What to work on>
Give the number of lines in the following entries that contain the word "Deserialize", with nothing added.

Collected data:

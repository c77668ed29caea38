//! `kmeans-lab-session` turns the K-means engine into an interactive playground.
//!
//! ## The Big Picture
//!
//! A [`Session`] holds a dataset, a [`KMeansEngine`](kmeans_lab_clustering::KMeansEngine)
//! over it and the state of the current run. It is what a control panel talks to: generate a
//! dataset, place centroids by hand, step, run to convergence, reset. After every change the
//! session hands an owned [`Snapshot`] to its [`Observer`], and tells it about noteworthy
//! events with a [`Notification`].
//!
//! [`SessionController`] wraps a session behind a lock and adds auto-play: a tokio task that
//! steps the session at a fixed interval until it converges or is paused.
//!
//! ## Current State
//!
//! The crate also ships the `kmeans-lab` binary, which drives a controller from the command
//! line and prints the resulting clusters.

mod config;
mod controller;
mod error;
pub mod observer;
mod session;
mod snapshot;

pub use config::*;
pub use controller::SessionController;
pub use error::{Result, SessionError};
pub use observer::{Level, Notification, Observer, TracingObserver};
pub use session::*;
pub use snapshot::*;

...

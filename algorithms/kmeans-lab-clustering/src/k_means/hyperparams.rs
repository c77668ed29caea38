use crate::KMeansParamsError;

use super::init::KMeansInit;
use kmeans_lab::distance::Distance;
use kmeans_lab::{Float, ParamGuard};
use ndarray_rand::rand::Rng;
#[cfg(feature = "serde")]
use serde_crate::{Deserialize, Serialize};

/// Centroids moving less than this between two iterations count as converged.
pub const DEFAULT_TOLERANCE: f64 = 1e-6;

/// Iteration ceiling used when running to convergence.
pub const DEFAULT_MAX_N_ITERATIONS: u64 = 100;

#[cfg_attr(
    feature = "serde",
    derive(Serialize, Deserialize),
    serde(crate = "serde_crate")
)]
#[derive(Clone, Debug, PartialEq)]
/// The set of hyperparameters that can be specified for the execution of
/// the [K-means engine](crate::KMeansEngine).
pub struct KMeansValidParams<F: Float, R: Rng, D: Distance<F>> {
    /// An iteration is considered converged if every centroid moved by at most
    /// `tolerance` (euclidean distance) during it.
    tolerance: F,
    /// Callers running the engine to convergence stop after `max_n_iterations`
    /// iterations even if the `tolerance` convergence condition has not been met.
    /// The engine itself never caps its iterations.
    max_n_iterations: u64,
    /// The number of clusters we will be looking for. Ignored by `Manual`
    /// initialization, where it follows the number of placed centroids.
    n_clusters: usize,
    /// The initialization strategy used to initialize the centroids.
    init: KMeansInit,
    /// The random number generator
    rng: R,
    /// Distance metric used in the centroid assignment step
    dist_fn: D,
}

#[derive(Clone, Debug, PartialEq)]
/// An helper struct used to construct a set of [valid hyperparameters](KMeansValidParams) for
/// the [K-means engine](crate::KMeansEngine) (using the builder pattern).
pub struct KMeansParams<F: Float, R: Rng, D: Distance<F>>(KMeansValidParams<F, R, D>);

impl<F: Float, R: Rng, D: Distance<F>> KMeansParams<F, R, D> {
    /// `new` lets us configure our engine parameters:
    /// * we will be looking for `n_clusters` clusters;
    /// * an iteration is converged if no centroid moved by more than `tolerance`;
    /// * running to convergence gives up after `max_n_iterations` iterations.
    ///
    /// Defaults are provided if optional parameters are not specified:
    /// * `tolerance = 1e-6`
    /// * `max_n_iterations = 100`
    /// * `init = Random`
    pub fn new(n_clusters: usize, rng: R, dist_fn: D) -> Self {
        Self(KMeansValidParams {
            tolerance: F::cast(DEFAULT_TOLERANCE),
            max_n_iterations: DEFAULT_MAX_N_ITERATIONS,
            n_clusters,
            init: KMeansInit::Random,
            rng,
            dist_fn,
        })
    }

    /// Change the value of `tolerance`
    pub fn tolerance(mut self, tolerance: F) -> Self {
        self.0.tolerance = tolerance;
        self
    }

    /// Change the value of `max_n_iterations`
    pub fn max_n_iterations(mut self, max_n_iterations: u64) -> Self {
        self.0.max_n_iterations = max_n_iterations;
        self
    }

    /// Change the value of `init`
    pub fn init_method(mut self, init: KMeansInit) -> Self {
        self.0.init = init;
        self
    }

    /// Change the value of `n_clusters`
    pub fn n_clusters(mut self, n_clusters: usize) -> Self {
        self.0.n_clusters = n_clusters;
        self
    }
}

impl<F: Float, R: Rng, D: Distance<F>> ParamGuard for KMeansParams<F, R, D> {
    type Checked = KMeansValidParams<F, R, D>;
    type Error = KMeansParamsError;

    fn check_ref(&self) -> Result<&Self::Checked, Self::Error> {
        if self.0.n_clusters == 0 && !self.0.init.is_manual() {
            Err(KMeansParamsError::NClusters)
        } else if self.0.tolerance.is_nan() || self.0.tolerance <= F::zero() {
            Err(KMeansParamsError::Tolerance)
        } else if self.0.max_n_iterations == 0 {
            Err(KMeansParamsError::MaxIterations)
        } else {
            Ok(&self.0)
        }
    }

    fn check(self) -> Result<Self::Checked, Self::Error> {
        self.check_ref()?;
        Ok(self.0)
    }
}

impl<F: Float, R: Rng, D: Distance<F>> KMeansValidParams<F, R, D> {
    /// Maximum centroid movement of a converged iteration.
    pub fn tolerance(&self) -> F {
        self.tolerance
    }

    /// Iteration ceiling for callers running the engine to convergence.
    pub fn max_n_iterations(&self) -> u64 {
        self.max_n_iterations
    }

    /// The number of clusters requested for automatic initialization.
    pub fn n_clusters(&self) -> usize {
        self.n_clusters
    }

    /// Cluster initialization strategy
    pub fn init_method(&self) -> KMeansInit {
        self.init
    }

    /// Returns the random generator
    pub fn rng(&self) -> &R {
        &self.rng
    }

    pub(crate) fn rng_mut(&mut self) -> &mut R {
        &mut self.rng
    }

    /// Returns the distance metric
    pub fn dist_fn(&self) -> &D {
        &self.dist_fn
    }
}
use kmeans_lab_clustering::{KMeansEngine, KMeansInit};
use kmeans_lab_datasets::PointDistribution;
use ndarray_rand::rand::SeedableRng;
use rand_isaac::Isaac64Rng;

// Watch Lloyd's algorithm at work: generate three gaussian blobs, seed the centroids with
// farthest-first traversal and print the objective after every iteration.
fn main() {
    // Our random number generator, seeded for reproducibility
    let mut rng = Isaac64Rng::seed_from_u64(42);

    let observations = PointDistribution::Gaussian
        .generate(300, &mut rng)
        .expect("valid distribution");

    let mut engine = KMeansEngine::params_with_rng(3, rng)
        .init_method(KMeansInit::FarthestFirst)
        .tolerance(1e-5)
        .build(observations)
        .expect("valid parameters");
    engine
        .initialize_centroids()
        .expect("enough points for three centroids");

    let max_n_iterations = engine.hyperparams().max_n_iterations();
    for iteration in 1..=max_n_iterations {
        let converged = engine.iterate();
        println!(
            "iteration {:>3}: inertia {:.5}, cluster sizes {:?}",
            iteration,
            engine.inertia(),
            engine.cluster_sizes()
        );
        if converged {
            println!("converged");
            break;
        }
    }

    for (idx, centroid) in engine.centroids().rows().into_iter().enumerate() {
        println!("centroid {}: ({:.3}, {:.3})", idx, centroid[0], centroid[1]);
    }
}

Exercise solution>
2